Most young Irish adults experiencing gender confusion suffer from a mental health condition, a new study has found.
The research, published in the Irish Journal of Medical Science, found that nearly half of 18 to 30-year-olds who attended the National Gender Service (NGS) during the past six years suffered from depression.
The medical charts of 167 NGS patients revealed that 49 per cent had depression, 26 per cent experienced anxiety, and 15 per cent reported a low mood.
At their initial assessment, 97 per cent of the young people – mainly women – asked for cross-sex drugs and 86 per cent said they wanted ‘sex-swap’ surgery.
The annual number of referrals to the gender service has risen six-fold between 2005 and 2020, from just six to 282.
The study found that eleven per cent of the patients had been diagnosed with autism spectrum disorder (ASD), compared to an estimated 1.2 per cent for the general population.

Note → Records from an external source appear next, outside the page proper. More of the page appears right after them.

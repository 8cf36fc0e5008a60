//! TaskCollection - the ordered task set of the active board
//!
//! Mutations change memory first and then persist the whole list through
//! [`TaskPersistence`]. When the write fails the change stays in memory, the
//! collection is marked dirty, and the error is returned; a later
//! [`TaskCollection::save`] retries.

use super::create::NewTask;
use super::filter::{DateRange, SortMode, StatusFilter, TaskFilter};
use super::reorder::{self, DropPosition};
use super::update::TaskUpdate;
use crate::error::{BoardError, Result};
use crate::namespace::Namespace;
use crate::persistence::TaskPersistence;
use crate::types::{Board, ColumnId, CommentId, SubtaskId, Task, TaskId};
use chrono::{Local, NaiveDate};
use std::collections::{BTreeMap, BTreeSet};
use std::sync::Arc;
use tracing::{debug, error, warn};

/// Task counts per column after the date-range filter
#[derive(Debug, Clone, Default, PartialEq, Eq)]
pub struct StatusCounts {
    pub total: usize,
    pub by_status: BTreeMap<ColumnId, usize>,
}

impl StatusCounts {
    pub fn get(&self, status: &ColumnId) -> usize {
        self.by_status.get(status).copied().unwrap_or(0)
    }
}

/// In-memory task list for one namespace
#[derive(Debug)]
pub struct TaskCollection {
    persistence: Arc<TaskPersistence>,
    namespace: Namespace,
    /// Column ids of the board; empty means statuses are not checked
    columns: Vec<ColumnId>,
    tasks: Vec<Task>,
    filter: TaskFilter,
    dirty: bool,
}

impl TaskCollection {
    /// An empty collection for `namespace`; nothing is read
    pub fn empty(persistence: Arc<TaskPersistence>, namespace: Namespace) -> Self {
        Self {
            persistence,
            namespace,
            columns: Vec::new(),
            tasks: Vec::new(),
            filter: TaskFilter::default(),
            dirty: false,
        }
    }

    /// Restrict statuses to `columns`
    pub fn with_columns(mut self, columns: Vec<ColumnId>) -> Self {
        self.columns = columns;
        self
    }

    pub fn with_filter(mut self, filter: TaskFilter) -> Self {
        self.filter = filter;
        self
    }

    /// Load the tasks stored under `namespace`
    ///
    /// An unreadable task list degrades to an empty collection.
    pub async fn load(persistence: Arc<TaskPersistence>, namespace: Namespace) -> Self {
        let tasks = match persistence.load(&namespace).await {
            Ok(tasks) => tasks,
            Err(e) => {
                warn!(namespace = %namespace, error = %e, "failed to load tasks, starting empty");
                Vec::new()
            }
        };
        Self {
            tasks,
            ..Self::empty(persistence, namespace)
        }
    }

    /// Load a board's tasks, validating statuses against its columns
    pub async fn for_board(persistence: Arc<TaskPersistence>, board: &Board) -> Self {
        let columns = board.columns_in_order().iter().map(|c| c.id.clone()).collect();
        Self::load(persistence, Namespace::for_board(&board.id))
            .await
            .with_columns(columns)
    }

    pub fn namespace(&self) -> &Namespace {
        &self.namespace
    }

    pub fn columns(&self) -> &[ColumnId] {
        &self.columns
    }

    /// Track a changed column layout. Existing tasks are not moved.
    pub fn set_columns(&mut self, columns: Vec<ColumnId>) {
        self.columns = columns;
    }

    // =========================================================================
    // Mutations
    // =========================================================================

    /// Build a task from `new`, assigning id and creation time. Does not add
    /// or persist it.
    pub fn create(&self, new: NewTask) -> Result<Task> {
        validate_title(&new.title)?;
        self.validate_status(&new.status)?;
        Ok(new.into_task())
    }

    /// Append a task at the end of its column and persist
    pub async fn add(&mut self, task: Task) -> Result<&Task> {
        validate_title(&task.title)?;
        self.validate_status(&task.status)?;
        if self.index_of(&task.id).is_ok() {
            return Err(BoardError::invalid_value(
                "id",
                format!("task {} already exists", task.id),
            ));
        }

        debug!(namespace = %self.namespace, task_id = %task.id, "adding task");
        self.tasks.push(task);
        let index = self.tasks.len() - 1;
        reorder::place_last(&mut self.tasks, index);

        self.persist().await?;
        Ok(&self.tasks[index])
    }

    /// Apply a partial update and persist
    ///
    /// A status change appends the task to the end of its new column and
    /// closes the gap in the old one.
    pub async fn update(&mut self, id: &TaskId, update: TaskUpdate) -> Result<&Task> {
        let index = self.index_of(id)?;
        if let Some(title) = &update.title {
            validate_title(title)?;
        }
        if let Some(status) = &update.status {
            self.validate_status(status)?;
        }

        let old_status = self.tasks[index].status.clone();
        update.apply_to(&mut self.tasks[index]);
        if self.tasks[index].status != old_status {
            reorder::compact_column(&mut self.tasks, &old_status);
            reorder::place_last(&mut self.tasks, index);
        }

        debug!(namespace = %self.namespace, task_id = %id, "updated task");
        self.persist().await?;
        Ok(&self.tasks[index])
    }

    /// Move a task to another column
    pub async fn move_to(&mut self, id: &TaskId, status: impl Into<ColumnId>) -> Result<&Task> {
        self.update(id, TaskUpdate::new().with_status(status)).await
    }

    /// Remove a task, its attachment blob, and close the gap in its column
    pub async fn delete(&mut self, id: &TaskId) -> Result<Task> {
        let index = self.index_of(id)?;
        let task = self.tasks.remove(index);
        reorder::compact_column(&mut self.tasks, &task.status);

        debug!(namespace = %self.namespace, task_id = %id, "deleting task");
        if let Err(e) = self.persistence.delete_attachments(id).await {
            self.dirty = true;
            error!(namespace = %self.namespace, task_id = %id, error = %e, "failed to delete attachments");
            return Err(e);
        }
        self.persist().await?;
        Ok(task)
    }

    /// Move `dragged` before or after `target` within their column and persist
    pub async fn reorder(
        &mut self,
        dragged: &TaskId,
        target: &TaskId,
        position: DropPosition,
    ) -> Result<()> {
        reorder::reorder_column(&mut self.tasks, dragged, target, position)?;
        debug!(namespace = %self.namespace, task_id = %dragged, target = %target, ?position, "reordered task");
        self.persist().await
    }

    /// Flip a subtask's completion flag
    pub async fn toggle_subtask(&mut self, task_id: &TaskId, subtask_id: &SubtaskId) -> Result<bool> {
        let index = self.index_of(task_id)?;
        let subtask = self.tasks[index]
            .subtasks
            .iter_mut()
            .find(|s| &s.id == subtask_id)
            .ok_or_else(|| BoardError::not_found("subtask", subtask_id.as_str()))?;
        subtask.completed = !subtask.completed;
        let completed = subtask.completed;

        self.persist().await?;
        Ok(completed)
    }

    /// Append a comment to a task
    pub async fn add_comment(&mut self, task_id: &TaskId, text: impl Into<String>) -> Result<CommentId> {
        let text = text.into();
        if text.trim().is_empty() {
            return Err(BoardError::invalid_value("text", "comment cannot be empty"));
        }
        let index = self.index_of(task_id)?;
        let id = self.tasks[index].add_comment(text);
        self.persist().await?;
        Ok(id)
    }

    pub async fn remove_comment(&mut self, task_id: &TaskId, comment_id: &CommentId) -> Result<()> {
        let index = self.index_of(task_id)?;
        if !self.tasks[index].remove_comment(comment_id) {
            return Err(BoardError::not_found("comment", comment_id.as_str()));
        }
        self.persist().await
    }

    /// Replace every task and persist
    ///
    /// Tasks in unknown columns go to the first column and every column is
    /// renumbered from 0.
    pub async fn replace_all(&mut self, mut tasks: Vec<Task>) -> Result<()> {
        reorder::fit_to_columns(&mut tasks, &self.columns);
        reorder::compact_all(&mut tasks);
        self.tasks = tasks;
        self.persist().await
    }

    /// Append the tasks whose ids are not present yet to the end of their
    /// columns; returns how many
    pub async fn merge_tasks(&mut self, tasks: Vec<Task>) -> Result<usize> {
        let existing: BTreeSet<TaskId> = self.tasks.iter().map(|t| t.id.clone()).collect();
        let mut incoming: Vec<Task> = tasks
            .into_iter()
            .filter(|t| !existing.contains(&t.id))
            .collect();
        let added = incoming.len();
        reorder::fit_to_columns(&mut incoming, &self.columns);
        reorder::append_to_columns(&mut self.tasks, incoming);
        if added > 0 {
            self.persist().await?;
        }
        Ok(added)
    }

    /// Persist the current list; clears the dirty flag on success
    pub async fn save(&mut self) -> Result<()> {
        self.persist().await
    }

    /// True after a failed write until a later write succeeds
    pub fn has_unsaved_changes(&self) -> bool {
        self.dirty
    }

    async fn persist(&mut self) -> Result<()> {
        match self.persistence.save(&self.namespace, &self.tasks).await {
            Ok(()) => {
                self.dirty = false;
                Ok(())
            }
            Err(e) => {
                self.dirty = true;
                error!(namespace = %self.namespace, error = %e, "failed to save tasks");
                Err(e)
            }
        }
    }

    // =========================================================================
    // Queries
    // =========================================================================

    pub fn get(&self, id: &TaskId) -> Option<&Task> {
        self.tasks.iter().find(|t| &t.id == id)
    }

    /// All tasks in storage order
    pub fn tasks(&self) -> &[Task] {
        &self.tasks
    }

    pub fn len(&self) -> usize {
        self.tasks.len()
    }

    pub fn is_empty(&self) -> bool {
        self.tasks.is_empty()
    }

    /// A column's tasks in priority order
    pub fn tasks_by_status(&self, status: &ColumnId) -> Vec<&Task> {
        let mut tasks: Vec<&Task> = self.tasks.iter().filter(|t| &t.status == status).collect();
        tasks.sort_by_key(|t| t.priority);
        tasks
    }

    /// Every tag name in use, sorted and deduplicated
    pub fn unique_tags(&self) -> Vec<String> {
        self.tasks
            .iter()
            .flat_map(|t| t.tags.iter().map(|tag| tag.name.clone()))
            .collect::<BTreeSet<_>>()
            .into_iter()
            .collect()
    }

    /// Per-column counts after the current date-range filter
    pub fn status_counts(&self, today: NaiveDate) -> StatusCounts {
        let mut counts = StatusCounts::default();
        for status in &self.columns {
            counts.by_status.insert(status.clone(), 0);
        }
        for task in &self.tasks {
            if self.filter.date_range.contains(task.due_date, today) {
                counts.total += 1;
                *counts.by_status.entry(task.status.clone()).or_default() += 1;
            }
        }
        counts
    }

    /// Tasks passing the current filter, sorted
    pub fn filtered(&self, today: NaiveDate) -> Vec<&Task> {
        self.filter.apply(&self.tasks, today)
    }

    /// [`TaskCollection::filtered`] against the local calendar date
    pub fn get_filtered(&self) -> Vec<&Task> {
        self.filtered(Local::now().date_naive())
    }

    /// Copies of every task with attachments and cover image removed
    pub fn share_projection(&self) -> Vec<Task> {
        self.tasks
            .iter()
            .map(|t| {
                let mut task = t.clone();
                task.attachments.clear();
                task.image = None;
                task
            })
            .collect()
    }

    // =========================================================================
    // View state
    // =========================================================================

    pub fn filter(&self) -> &TaskFilter {
        &self.filter
    }

    pub fn set_filter(&mut self, filter: TaskFilter) {
        self.filter = filter;
    }

    pub fn set_status_filter(&mut self, status: StatusFilter) {
        self.filter.status = status;
    }

    /// `None` or an empty name shows every tag
    pub fn set_tag_filter(&mut self, tag: Option<String>) {
        self.filter.tag = tag;
    }

    pub fn set_date_range(&mut self, date_range: DateRange) {
        self.filter.date_range = date_range;
    }

    pub fn set_search(&mut self, search: impl Into<String>) {
        self.filter.search = search.into();
    }

    pub fn set_sort(&mut self, sort: SortMode) {
        self.filter.sort = sort;
    }

    // =========================================================================
    // Helpers
    // =========================================================================

    fn index_of(&self, id: &TaskId) -> Result<usize> {
        self.tasks
            .iter()
            .position(|t| &t.id == id)
            .ok_or_else(|| BoardError::TaskNotFound { id: id.to_string() })
    }

    fn validate_status(&self, status: &ColumnId) -> Result<()> {
        if self.columns.is_empty() || self.columns.contains(status) {
            Ok(())
        } else {
            Err(BoardError::ColumnNotFound {
                id: status.to_string(),
            })
        }
    }
}

fn validate_title(title: &str) -> Result<()> {
    if title.trim().is_empty() {
        return Err(BoardError::invalid_value("title", "title cannot be empty"));
    }
    Ok(())
}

A spokesperson for the Ireland East Hospital group, which runs the NGS, said while three per cent of all its patients in 2014 were diagnosed with ASD, that had risen to 34 per cent by 2019 and “the expectation for 2022 is that figure will increase significantly and may reach as high as 90pc”.
Mental health ignored
In England, Ritchie Herron is planning to sue the NHS, saying the clinic he visited failed to take his spiralling mental health crisis into account and pressured him into the “biggest mistake” of his life by undergoing surgery that has left him infertile.
In 2014, Sinéad Watson was referred to the Sandyford Gender Service in Glasgow where she was not asked about the possible causes of her depression.
She later had drastic surgery in an attempt to live as a man, but it failed to resolve her depression.
Watson now works as an advisor to parent group Genspect, which helps parents whose children struggle with gender confusion.